In questa sua seconda presidenza, Donald Trump sta continuando ad adottare una politica economica fortemente protezionista, caratterizzata dall’imposizione di dazi e barriere commerciali, in particolare nei confronti della Cina. L’obiettivo dichiarato rimane quello di riportare le industrie negli Stati Uniti e ridurre la dipendenza dal gigante asiatico. Tuttavia, questa strategia continua a rivelarsi più propaganda che una soluzione efficace, scontrandosi con realtà economiche e tecnologiche che ne limitano l’impatto.

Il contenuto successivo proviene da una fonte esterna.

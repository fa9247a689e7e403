//! Configuration resolution.
//!
//! Suite settings come from three layers: command-line overrides, the
//! suite file, and built-in defaults. Each layer is a resolver variant;
//! [`Resolver::Multi`] composes them in priority order and resolves every
//! field with its own merge rule. Resolvers never fail; reference parsing
//! happens earlier, when each layer is constructed.

use crate::matrix::expand_custom_image_matrix;
use crate::reference::{ImageRef, TaggedRef};
use crate::suite_file::SuiteFileResolver;
use serde::{Deserialize, Serialize};
use std::path::PathBuf;
use tracing::debug;

// =============================================================================
// Data Model
// =============================================================================

/// A command to run, with its environment.
#[derive(Debug, Clone, PartialEq, Eq, Serialize, Deserialize, Default)]
pub struct Script {
    /// Command argv. Never empty for a runnable script.
    pub command: Vec<String>,
    /// Environment entries, `KEY=VALUE`.
    #[serde(default)]
    pub env: Vec<String>,
}

/// A test command carrying an output format tag.
///
/// The format is recorded and re-serialized but never interpreted.
#[derive(Debug, Clone, PartialEq, Eq, Serialize, Deserialize, Default)]
pub struct TestScript {
    #[serde(flatten)]
    pub script: Script,
    #[serde(default)]
    pub format: String,
}

/// The full command plan for one test instance.
#[derive(Debug, Clone, PartialEq, Eq, Serialize, Deserialize, Default)]
pub struct RunConfiguration {
    #[serde(default)]
    pub setup: Vec<Script>,
    #[serde(default, rename = "runner")]
    pub test_runner: Vec<TestScript>,
}

/// An image that will exist inside the runner container under a chosen
/// target tag, exported from the host engine's `source` image.
#[derive(Debug, Clone, Eq)]
pub struct CustomImage {
    /// Reference pulled on the host. May carry a tag.
    pub source: ImageRef,
    /// Tag the image must appear under inside the runner container.
    pub target: TaggedRef,
    /// Opaque token exported as `<TARGET>_VERSION`.
    pub version: String,
    /// Marks an entry originating from suite-file defaults; displaced by
    /// any non-default entry for the same target.
    pub default_only: bool,
}

impl PartialEq for CustomImage {
    /// Origin (`default_only`) does not participate in identity.
    fn eq(&self, other: &Self) -> bool {
        self.source == other.source
            && self.target == other.target
            && self.version == other.version
    }
}

impl std::fmt::Display for CustomImage {
    fn fmt(&self, f: &mut std::fmt::Formatter<'_>) -> std::fmt::Result {
        if self.version.is_empty() {
            write!(f, "{},{}", self.target, self.source)
        } else {
            write!(f, "{},{},{}", self.target, self.source, self.version)
        }
    }
}

/// Inputs to one base-image build.
#[derive(Debug, Clone)]
pub struct BaseImageConfig {
    pub base: TaggedRef,
    pub extra_images: Vec<TaggedRef>,
    pub custom_images: Vec<CustomImage>,
}

/// One row of the expanded matrix: exactly one runner-container execution.
#[derive(Debug, Clone)]
pub struct InstanceConfig {
    pub name: String,
    pub base_image: BaseImageConfig,
    pub run: RunConfiguration,
}

/// A resolved suite: base configuration plus its expanded instances.
#[derive(Debug, Clone)]
pub struct SuiteConfig {
    pub name: String,
    pub path: PathBuf,
    pub dind: bool,
    pub instances: Vec<InstanceConfig>,
}

// =============================================================================
// Resolver Stack
// =============================================================================

/// One layer of suite configuration, or a composition of layers.
pub enum Resolver {
    Flag(FlagResolver),
    SuiteFile(SuiteFileResolver),
    Default(DefaultResolver),
    Multi(Vec<Resolver>),
}

/// Command-line overrides. Holds only what flags can set.
#[derive(Default)]
pub struct FlagResolver {
    custom_images: Vec<CustomImage>,
}

impl FlagResolver {
    pub fn new(custom_images: Vec<CustomImage>) -> FlagResolver {
        FlagResolver { custom_images }
    }

    /// Parses a `-i target,source[,version]` override. The target must be
    /// a named-tagged reference; an omitted version falls back to the
    /// source tag, then the target tag.
    pub fn parse_custom_image(value: &str) -> crate::error::Result<CustomImage> {
        let parts: Vec<&str> = value.split(',').collect();
        if parts.len() < 2 || parts.len() > 3 {
            return Err(crate::error::Error::InvalidConfig(format!(
                "invalid custom image '{}', expected \"target,source[,version]\"",
                value
            )));
        }
        let target = TaggedRef::parse(parts[0])?;
        let source = crate::reference::parse_reference(parts[1])?;

        let version = match parts.get(2) {
            Some(version) => version.to_string(),
            None => match &source {
                ImageRef::Tagged(t) => t.tag().to_string(),
                ImageRef::Named(_) => target.tag().to_string(),
            },
        };

        Ok(CustomImage {
            source,
            target,
            version,
            default_only: false,
        })
    }
}

/// Built-in fallbacks, constructed once in `main` and passed down
/// explicitly.
pub struct DefaultResolver {
    base: TaggedRef,
    path: PathBuf,
}

impl DefaultResolver {
    pub fn new(base: TaggedRef, path: PathBuf) -> DefaultResolver {
        DefaultResolver { base, path }
    }
}

impl Resolver {
    /// First non-empty name in priority order.
    pub fn name(&self) -> String {
        match self {
            Resolver::Flag(_) => String::new(),
            Resolver::SuiteFile(s) => s.name().to_string(),
            Resolver::Default(_) => "default".to_string(),
            Resolver::Multi(stack) => stack
                .iter()
                .map(Resolver::name)
                .find(|n| !n.is_empty())
                .unwrap_or_default(),
        }
    }

    /// First non-empty path in priority order.
    pub fn path(&self) -> Option<PathBuf> {
        match self {
            Resolver::Flag(_) => None,
            Resolver::SuiteFile(s) => Some(s.path().to_path_buf()),
            Resolver::Default(d) => Some(d.path.clone()),
            Resolver::Multi(stack) => stack.iter().find_map(Resolver::path),
        }
    }

    /// First configured base image in priority order.
    pub fn base_image(&self) -> Option<TaggedRef> {
        match self {
            Resolver::Flag(_) => None,
            Resolver::SuiteFile(s) => s.base_image().cloned(),
            Resolver::Default(d) => Some(d.base.clone()),
            Resolver::Multi(stack) => stack.iter().find_map(Resolver::base_image),
        }
    }

    /// True if any layer enables docker-in-docker. A non-empty extra
    /// image set implies it: preloaded images need a daemon to land in.
    pub fn dind(&self) -> bool {
        match self {
            Resolver::Flag(_) | Resolver::Default(_) => false,
            Resolver::SuiteFile(s) => s.dind(),
            Resolver::Multi(stack) => {
                stack.iter().any(Resolver::dind) || !self.images().is_empty()
            }
        }
    }

    /// Set-union of extra images across layers, deduplicated by
    /// canonical reference, in order of first appearance.
    pub fn images(&self) -> Vec<TaggedRef> {
        match self {
            Resolver::Flag(_) | Resolver::Default(_) => Vec::new(),
            Resolver::SuiteFile(s) => s.images().to_vec(),
            Resolver::Multi(stack) => {
                let mut images: Vec<TaggedRef> = Vec::new();
                for resolver in stack {
                    for image in resolver.images() {
                        if !images.contains(&image) {
                            images.push(image);
                        }
                    }
                }
                images
            }
        }
    }

    /// Setup and test scripts concatenated in priority order.
    pub fn run_configuration(&self) -> RunConfiguration {
        match self {
            Resolver::Flag(_) | Resolver::Default(_) => RunConfiguration::default(),
            Resolver::SuiteFile(s) => s.run_configuration(),
            Resolver::Multi(stack) => {
                let mut run = RunConfiguration::default();
                for resolver in stack {
                    let layer = resolver.run_configuration();
                    run.setup.extend(layer.setup);
                    run.test_runner.extend(layer.test_runner);
                }
                run
            }
        }
    }

    /// Per-target custom-image override merge.
    ///
    /// A default-only entry is displaced by any non-default entry with
    /// the same target; two non-default entries with equal source and
    /// version deduplicate; divergent non-default entries both survive
    /// and become separate matrix rows. Only targets that some layer
    /// declares as default-only accept entries at all.
    pub fn custom_images(&self) -> Vec<CustomImage> {
        match self {
            Resolver::Flag(f) => f.custom_images.clone(),
            Resolver::Default(_) => Vec::new(),
            Resolver::SuiteFile(s) => s.custom_images().to_vec(),
            Resolver::Multi(stack) => {
                let mut merged: Vec<CustomImage> = Vec::new();
                let mut declared_targets: Vec<TaggedRef> = Vec::new();

                for resolver in stack {
                    for incoming in resolver.custom_images() {
                        if incoming.default_only
                            && !declared_targets.contains(&incoming.target)
                        {
                            declared_targets.push(incoming.target.clone());
                        }
                        let mut merged_in = false;
                        for existing in merged.iter_mut() {
                            if incoming.target != existing.target {
                                continue;
                            }
                            if existing.default_only {
                                *existing = incoming.clone();
                                merged_in = true;
                            }
                            if incoming.default_only
                                || (incoming.source == existing.source
                                    && incoming.version == existing.version)
                            {
                                merged_in = true;
                            }
                            if merged_in {
                                break;
                            }
                        }
                        if !merged_in {
                            merged.push(incoming);
                        }
                    }
                }

                merged
                    .into_iter()
                    .filter(|image| declared_targets.contains(&image.target))
                    .collect()
            }
        }
    }
}

// =============================================================================
// Planning
// =============================================================================

/// Resolves one suite-file layer against flag overrides and defaults into
/// a suite with its expanded instance matrix.
pub fn plan_suite(
    flags: &FlagResolver,
    suite: SuiteFileResolver,
    defaults: &DefaultResolver,
) -> SuiteConfig {
    let resolver = Resolver::Multi(vec![
        Resolver::Flag(FlagResolver {
            custom_images: flags.custom_images.clone(),
        }),
        Resolver::SuiteFile(suite),
        Resolver::Default(DefaultResolver {
            base: defaults.base.clone(),
            path: defaults.path.clone(),
        }),
    ]);

    let name = resolver.name();
    let path = resolver.path().unwrap_or_default();
    let dind = resolver.dind();
    let base = resolver
        .base_image()
        .unwrap_or_else(|| defaults.base.clone());
    let extra_images = resolver.images();
    let run = resolver.run_configuration();

    let matrix = expand_custom_image_matrix(&resolver.custom_images());
    let multi_instance = matrix.len() > 1;
    if multi_instance {
        debug!("running {} instances for suite {}", matrix.len(), name);
    }

    let base_config = |custom_images: Vec<CustomImage>| BaseImageConfig {
        base: base.clone(),
        extra_images: extra_images.clone(),
        custom_images,
    };

    let instances = if matrix.is_empty() {
        vec![InstanceConfig {
            name: name.clone(),
            base_image: base_config(Vec::new()),
            run: run.clone(),
        }]
    } else {
        matrix
            .into_iter()
            .enumerate()
            .map(|(idx, custom_images)| InstanceConfig {
                name: if multi_instance {
                    format!("{}-{}", name, idx + 1)
                } else {
                    name.clone()
                },
                base_image: base_config(custom_images),
                run: run.clone(),
            })
            .collect()
    };

    SuiteConfig {
        name,
        path,
        dind,
        instances,
    }
}

/// Name helper shared by image tags and container names.
pub fn instance_image_name(namespace: Option<&str>, instance: &str) -> String {
    let image = format!("{}{}:latest", crate::constants::INSTANCE_PREFIX, instance);
    match namespace {
        Some(ns) if !ns.is_empty() => format!("{}/{}", ns.trim_end_matches('/'), image),
        _ => image,
    }
}

/// Container name for an instance.
pub fn instance_container_name(instance: &str) -> String {
    format!("{}{}", crate::constants::INSTANCE_PREFIX, instance)
}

Negli ultimi decenni, la Cina ha consolidato il suo ruolo di “fabbrica del mondo” grazie a diversi fattori: manodopera a basso costo, infrastrutture logistiche avanzate, politiche industriali aggressive e un ecosistema produttivo integrato. Il paese ha sviluppato una capacità produttiva che va ben oltre la semplice produzione in serie, rendendo difficile per qualsiasi altro paese sostituirlo nel breve termine.
Anche di fronte ai dazi americani, la Cina ha continuato a dominare la produzione globale, in particolare nei settori tecnologici avanzati. Un esempio emblematico è la produzione di batterie al litio, essenziali per il mercato dei veicoli elettrici, dove la Cina detiene oltre il 70% della quota globale. Questa supremazia non è solo una questione di costi, ma anche di know-how tecnologico e di un ecosistema produttivo altamente efficiente.
Uno degli ostacoli principali alla realizzazione della strategia protezionistica americana è il costo del lavoro. Secondo i dati dell’International Labour Organization (ILO), il salario medio orario di un operaio cinese è significativamente inferiore rispetto a quello di un operaio americano o europeo. Anche paesi del Sud-Est asiatico come il Vietnam e l’Indonesia, pur offrendo costi del lavoro competitivi, non riescono a eguagliare la Cina in termini di infrastrutture e disponibilità di materie prime.
Sebbene in Occidente gli standard qualitativi e le normative sul lavoro siano più avanzati, questo non basta a colmare il divario competitivo. In settori dove il prezzo e la produzione di massa sono determinanti, la Cina continua a mantenere un vantaggio incolmabile.
La Cina ha imparato dai suoi errori del passato. Se una volta permetteva alle aziende occidentali un accesso relativamente semplice alla sua tecnologia, oggi adotta un approccio più protettivo. La tecnologia è diventata una risorsa strategica, e il governo cinese sta incentivando la ricerca interna per ridurre la dipendenza dall’Occidente.
L’ascesa di colossi come Huawei, BYD e CATL testimonia questa evoluzione. La Cina non solo ha consolidato il proprio ruolo nelle telecomunicazioni e nell’energia rinnovabile, ma sta anche investendo massicciamente nella mobilità elettrica, guadagnando un vantaggio che gli USA faticano a recuperare.
Paradossalmente, le politiche protezionistiche americane non hanno frenato l’espansione della Cina, ma l’hanno spinta a diventare ancora più autosufficiente. Mentre Trump cercava di erigere barriere, la Cina ha accelerato la propria trasformazione tecnologica, riducendo la dipendenza dalle importazioni occidentali e sviluppando un’economia sempre più autonoma.
Il protezionismo di Trump, anziché rafforzare l’industria americana, rischia di trasformarsi in un boomerang. In un’economia globale interconnessa, imporre dazi e adottare misure isolazioniste può risultare controproducente. La realtà è che il progresso tecnologico è inarrestabile, e la Cina continuerà a giocare un ruolo centrale come motore della produzione globale.
Per competere realmente con la Cina, l’Occidente deve investire in ricerca e sviluppo, migliorare l’efficienza produttiva e incentivare la collaborazione internazionale. Piuttosto che erigere muri commerciali, sarebbe più efficace adottare una strategia basata sull’innovazione e sulla cooperazione globale. Solo così gli Stati Uniti potranno sperare di mantenere una posizione di leadership nell’economia mondiale del futuro.